Rally due to more than just covering of S&P 500 shorts

This appears to account for the anomaly we’ve seen as most analysts have maintained that we saw a massive short squeeze in late February and early March, while others claimed that there was no squeeze but that the S&P 500 was simply due for a rally. Even now, the stock market continues to climb higher as investors continue to cover their S&P 500 shorts, but analyst Nikolaos Panigirtzoglou of JPMorgan sees pockets of the market where there is still significant short interest.

He also said that short covering isn’t the only factor in the recent equity rally. According to Panigirtzoglou, CTAs and risk parity funds seem to have driven last month’s rally as both are now “significantly overweight” stocks. He noted that both fund types upped their exposure to equities “markedly” in the middle of the month.

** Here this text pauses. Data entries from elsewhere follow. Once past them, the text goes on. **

use chrono::{DateTime, Utc};
use serde::{Deserialize, Serialize};

use crate::error::DataShapeError;

/// Stable identifier of an item, assigned in document order.
#[derive(Debug, Clone, Copy, PartialEq, Eq, Hash, PartialOrd, Ord, Serialize, Deserialize)]
pub struct ItemId(pub u64);

/// One scheduled activity, drawn as a bar.
#[derive(Debug, Clone, PartialEq, Serialize)]
pub struct Item {
    pub id: ItemId,
    pub name: String,
    pub start: DateTime<Utc>,
    pub end: DateTime<Utc>,
    pub description: String,
}

/// A named sequence of items; the name is the lane key.
#[derive(Debug, Clone, PartialEq, Serialize)]
pub struct Series {
    pub name: String,
    pub items: Vec<Item>,
}

/// Validated timeline data plus whatever had to be left out of it.
#[derive(Debug, Clone, Default, PartialEq)]
pub struct Dataset {
    pub series: Vec<Series>,
    pub rejected: Vec<DataShapeError>,
}

impl Dataset {
    /// Series names in document order, duplicates included.
    pub fn series_names(&self) -> impl Iterator<Item = &str> {
        self.series.iter().map(|s| s.name.as_str())
    }

    pub fn items(&self) -> impl Iterator<Item = &Item> {
        self.series.iter().flat_map(|s| s.items.iter())
    }

    pub fn item(&self, id: ItemId) -> Option<&Item> {
        self.items().find(|item| item.id == id)
    }

    pub fn item_count(&self) -> usize {
        self.series.iter().map(|s| s.items.len()).sum()
    }
}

Evidence that CTAs and risk parity funds are driving the rally

The analyst states that the CTA return index illustrates how CTAs and risk parity funds have been following the S&P 500 in the second half of last month, while the two indices’ movements were negatively correlated in the first half.

s&p 500 shorts

He adds that CTAs and risk parity funds saw the largest increases in exposure to stocks in the middle of last month compared to other fund types, with CTAs especially switching from significant exposure to S&P 500 shorts in the first half of the month to significant long exposure in the second half. The JPMorgan analyst also notes that risk parity funds’ equity beta more than doubled in the second half of March.

Meanwhile balance mutual funds’ and discretionary macro hedge funds’ equity beta didn’t change month between the first and second halves of the month.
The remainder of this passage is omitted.